Nucleolin is a multifunctional protein that is a member of the RNP-containing family of RNA-binding proteins. This protein binds to the 3′-UTR of amyloid precursor protein (APP) mRNA and enhances APP mRNA stability.^19,20  Nucleolin is also required for the stabilization of IL-2 mRNA that occurs during T-cell activation.²¹  Recent studies have identified nucleolin as a bcl2 mRNA–stabilizing protein in HL-60 leukemia cells.^22,23  It binds specifically to the ARE-1 instability element in the 3′-UTR of bcl2 mRNA and protects bcl2 mRNA from ribonuclease degradation. However, it is not known whether the increased levels of bcl2 mRNA and protein in CLL cells are related to stabilization of bcl2 mRNA by nucleolin. To address this question, the studies described herein examined the stability of bcl2 mRNA in CLL cells isolated from patients compared with normal B cells from healthy volunteers. This novel, posttranscriptional mechanism of bcl2 overexpression in CLL proposed here may provide an answer to the long-standing question regarding the mechanism by which bcl2 mRNA and protein are overexpressed in CLL in the absence of enhanced bcl2 transcription. Stabilization of bcl2 mRNA by nucleolin would also be consistent with the indolent nature of this disease in which CLL cells accumulate by avoiding apoptosis.

Peripheral-blood samples were obtained from CLL patients and healthy volunteers after informed consent according to our human research protocol approved by the institutional review board (IRB) of the Medical University of South Carolina (Human Research [HR] no. 10967). Mononuclear cells were isolated from the blood samples by Ficoll-Isopaque centrifugation and the B lymphocytes were purified from this fraction by immunomagnetic separation using CD19 microbeads (Miltenyi Biotec, Auburn, CA). Flow-cytometric analysis revealed that at least 90% of either the normal or the CLL cells in the purified B-cell fractions were CD19⁺ but negative for the T-cell antigen CD3.

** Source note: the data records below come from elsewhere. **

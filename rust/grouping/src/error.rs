use thiserror::Error;

/// Result type for grouping operations
pub type Result<T> = std::result::Result<T, Error>;

/// Errors that can occur during planar grouping
///
/// Only buffer-level invariant violations are fatal; malformed geometry
/// inside well-formed buffers degrades triangle-by-triangle instead.
#[derive(Error, Debug)]
pub enum Error {
    #[error("Position buffer length {0} is not a multiple of 3")]
    InvalidPositionBuffer(usize),

    #[error("Index buffer length {0} is not a multiple of 3")]
    InvalidIndexBuffer(usize),
}
// This Source Code Form is subject to the terms of the Mozilla Public
// License, v. 2.0. If a copy of the MPL was not distributed with this
// file, You can obtain one at https://mozilla.org/MPL/2.0/.

//! Mesh ingestion for the viewer
//!
//! Parses the STL delivered by the render service into flat buffers the
//! viewer uploads to the GPU and feeds to the grouping engine, exposed
//! zero-copy through WASM memory views.

use sketchmesh_core::{parse_stl, MeshBuffers};
use wasm_bindgen::prelude::*;

/// Flat mesh buffers exposed to JavaScript.
#[wasm_bindgen]
pub struct MeshBuffersJs {
    mesh: MeshBuffers,
}

#[wasm_bindgen]
impl MeshBuffersJs {
    /// Get pointer to the position buffer
    /// JavaScript can create a Float32Array view: new Float32Array(memory.buffer, ptr, length)
    #[wasm_bindgen(getter, js_name = positionsPtr)]
    pub fn positions_ptr(&self) -> *const f32 {
        self.mesh.positions.as_ptr()
    }

    /// Get length of the position buffer (in f32 elements, not bytes)
    #[wasm_bindgen(getter, js_name = positionsLen)]
    pub fn positions_len(&self) -> usize {
        self.mesh.positions.len()
    }

    /// Get pointer to the index buffer, null for triangle soup
    #[wasm_bindgen(getter, js_name = indicesPtr)]
    pub fn indices_ptr(&self) -> *const u32 {
        match self.mesh.index_slice() {
            Some(indices) => indices.as_ptr(),
            None => std::ptr::null(),
        }
    }

    /// Get length of the index buffer, 0 for triangle soup
    #[wasm_bindgen(getter, js_name = indicesLen)]
    pub fn indices_len(&self) -> usize {
        self.mesh.index_slice().map_or(0, |indices| indices.len())
    }

    /// Get vertex count
    #[wasm_bindgen(getter, js_name = vertexCount)]
    pub fn vertex_count(&self) -> usize {
        self.mesh.vertex_count()
    }

    /// Get triangle count
    #[wasm_bindgen(getter, js_name = triangleCount)]
    pub fn triangle_count(&self) -> usize {
        self.mesh.triangle_count()
    }

    /// Check if mesh is empty
    #[wasm_bindgen(getter, js_name = isEmpty)]
    pub fn is_empty(&self) -> bool {
        self.mesh.is_empty()
    }

    /// Get the positions as Float32Array (copy to JS)
    #[wasm_bindgen]
    pub fn positions(&self) -> js_sys::Float32Array {
        js_sys::Float32Array::from(&self.mesh.positions[..])
    }
}

impl From<MeshBuffers> for MeshBuffersJs {
    fn from(mesh: MeshBuffers) -> Self {
        Self { mesh }
    }
}

/// Parse an STL file (binary or ASCII) into mesh buffers.
///
/// Returns `null` when the bytes are not a valid STL; the caller surfaces
/// the failure as "no mesh" without crashing the viewer.
#[wasm_bindgen(js_name = parseStl)]
pub fn parse_stl_js(bytes: &[u8]) -> Option<MeshBuffersJs> {
    parse_stl(bytes).ok().map(MeshBuffersJs::from)
}

#[cfg(test)]
mod tests {
    use super::*;

    #[test]
    fn test_soup_has_null_index_pointer() {
        let mesh = MeshBuffers::from_positions(vec![0.0; 9]).unwrap();
        let js = MeshBuffersJs::from(mesh);
        assert!(js.indices_ptr().is_null());
        assert_eq!(js.indices_len(), 0);
        assert_eq!(js.triangle_count(), 1);
    }

    #[test]
    fn test_parse_stl_rejects_garbage() {
        assert!(parse_stl_js(b"garbage").is_none());
    }
}
// This Source Code Form is subject to the terms of the Mozilla Public
// License, v. 2.0. If a copy of the MPL was not distributed with this
// file, You can obtain one at https://mozilla.org/MPL/2.0/.

//! STL ingestion
//!
//! The render service delivers triangulated surfaces as STL, binary or
//! ASCII. Both variants produce unindexed triangle soup; the stored facet
//! normals are discarded since downstream consumers recompute them from
//! the winding.

use crate::error::{Error, Result};
use crate::mesh::MeshBuffers;

/// Binary STL record size: 12 f32 (normal + 3 vertices) + u16 attribute
const BINARY_TRIANGLE_SIZE: usize = 50;
/// Binary STL preamble: 80-byte header + u32 triangle count
const BINARY_HEADER_SIZE: usize = 84;

/// Parse an STL file, auto-detecting the binary and ASCII variants.
pub fn parse_stl(bytes: &[u8]) -> Result<MeshBuffers> {
    // A conforming binary file is exactly header + count * 50 bytes; check
    // that before trusting the "solid" prefix, which binary exporters also
    // emit in their comment header.
    if bytes.len() >= BINARY_HEADER_SIZE {
        let declared = u32::from_le_bytes(bytes[80..84].try_into().unwrap()) as usize;
        if BINARY_HEADER_SIZE + declared * BINARY_TRIANGLE_SIZE == bytes.len() {
            return parse_binary(bytes, declared);
        }
    }

    if bytes.starts_with(b"solid") {
        let text = std::str::from_utf8(bytes)
            .map_err(|_| Error::MalformedStl("ASCII STL is not valid UTF-8".to_string()))?;
        return parse_ascii(text);
    }

    Err(Error::MalformedStl(
        "neither a conforming binary nor an ASCII STL".to_string(),
    ))
}

fn parse_binary(bytes: &[u8], triangle_count: usize) -> Result<MeshBuffers> {
    let mut positions = Vec::with_capacity(triangle_count * 9);

    for record in bytes[BINARY_HEADER_SIZE..].chunks_exact(BINARY_TRIANGLE_SIZE) {
        // Skip the 12-byte facet normal, read 3 vertices
        for v in 0..3 {
            let base = 12 + v * 12;
            for c in 0..3 {
                let offset = base + c * 4;
                let value = f32::from_le_bytes(record[offset..offset + 4].try_into().unwrap());
                positions.push(value);
            }
        }
    }

    MeshBuffers::from_positions(positions)
}

fn parse_ascii(text: &str) -> Result<MeshBuffers> {
    let mut positions = Vec::new();
    let mut tokens = text.split_ascii_whitespace();

    while let Some(token) = tokens.next() {
        if token != "vertex" {
            continue;
        }
        for _ in 0..3 {
            let raw = tokens
                .next()
                .ok_or_else(|| Error::MalformedStl("truncated vertex line".to_string()))?;
            let value: f32 = fast_float::parse(raw)
                .map_err(|_| Error::MalformedStl(format!("bad coordinate '{raw}'")))?;
            positions.push(value);
        }
    }

    if positions.is_empty() {
        return Err(Error::MalformedStl("ASCII STL contains no facets".to_string()));
    }
    if positions.len() % 9 != 0 {
        return Err(Error::MalformedStl(format!(
            "vertex count {} is not a multiple of 3",
            positions.len() / 3
        )));
    }

    MeshBuffers::from_positions(positions)
}

#[cfg(test)]
mod tests {
    use super::*;

    /// Build a minimal binary STL from raw triangles
    fn binary_stl(triangles: &[[f32; 9]]) -> Vec<u8> {
        let mut out = vec![0u8; 80];
        out.extend_from_slice(&(triangles.len() as u32).to_le_bytes());
        for tri in triangles {
            out.extend_from_slice(&[0u8; 12]); // facet normal, ignored
            for value in tri {
                out.extend_from_slice(&value.to_le_bytes());
            }
            out.extend_from_slice(&0u16.to_le_bytes());
        }
        out
    }

    #[test]
    fn test_binary_round_trip() {
        let tris = [
            [0.0, 0.0, 0.0, 1.0, 0.0, 0.0, 0.0, 1.0, 0.0],
            [0.0, 0.0, 1.0, 0.0, 1.0, 1.0, 1.0, 0.0, 1.0],
        ];
        let mesh = parse_stl(&binary_stl(&tris)).unwrap();
        assert_eq!(mesh.triangle_count(), 2);
        assert_eq!(mesh.positions[3], 1.0);
        assert!(mesh.index_slice().is_none());
    }

    #[test]
    fn test_binary_truncated_rejected() {
        let mut bytes = binary_stl(&[[0.0; 9]]);
        bytes.truncate(bytes.len() - 10);
        assert!(parse_stl(&bytes).is_err());
    }

    #[test]
    fn test_ascii_parse() {
        let text = b"solid demo\n\
            facet normal 0 0 1\n\
              outer loop\n\
                vertex 0.0 0.0 0.0\n\
                vertex 1.0 0.0 0.0\n\
                vertex 0.0 1.0 0.0\n\
              endloop\n\
            endfacet\n\
            endsolid demo\n";
        let mesh = parse_stl(text).unwrap();
        assert_eq!(mesh.triangle_count(), 1);
        assert_eq!(mesh.positions[0..3], [0.0, 0.0, 0.0]);
        assert_eq!(mesh.positions[3..6], [1.0, 0.0, 0.0]);
    }

    #[test]
    fn test_ascii_bad_coordinate_rejected() {
        let text = b"solid demo\nfacet\nvertex 0.0 nope 0.0\nendfacet\nendsolid\n";
        assert!(matches!(parse_stl(text), Err(Error::MalformedStl(_))));
    }

    #[test]
    fn test_ascii_dangling_vertices_rejected() {
        let text = b"solid demo\nvertex 0 0 0\nvertex 1 0 0\nendsolid\n";
        assert!(parse_stl(text).is_err());
    }

    #[test]
    fn test_garbage_rejected() {
        assert!(parse_stl(b"not an stl at all").is_err());
    }
}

Immunoblotting was done as previously described.²³  For determination of cytosolic nucleolin and total cellular bcl-2 proteins, freshly isolated CD19⁺ B cells were lysed for 15 minutes on ice in lysis buffer,²³  followed by centrifugation at 10 000g for 15 minutes at 4°C to yield S10 extracts. Protein concentrations were determined by the BCA assay (Pierce, Rockford, IL). Aliquots of the S10 extracts containing various amounts of protein (5 μg to 40 μg) were electrophoresed on an 8% to 16% polyacrylamide SDS gel and transblotted. All antibodies were purchased from Santa Cruz Biotechnology (Santa Cruz, CA). The amounts of each protein were determined by counting the total numbers of pixels in each band (integrated density value) with a ChemiImager digital imaging system (Alpha Innnotech, San Leandro, CA) and/or a Typhoon PhosphorImager (GE Healthcare, Piscataway, NJ). Values that were within the linear range of the assay were normalized to known amounts of external standards of nucleolin or bcl-2 proteins from HL-60 cell extracts that were run on every gel. This allowed for a more accurate comparison of the results among different patient samples.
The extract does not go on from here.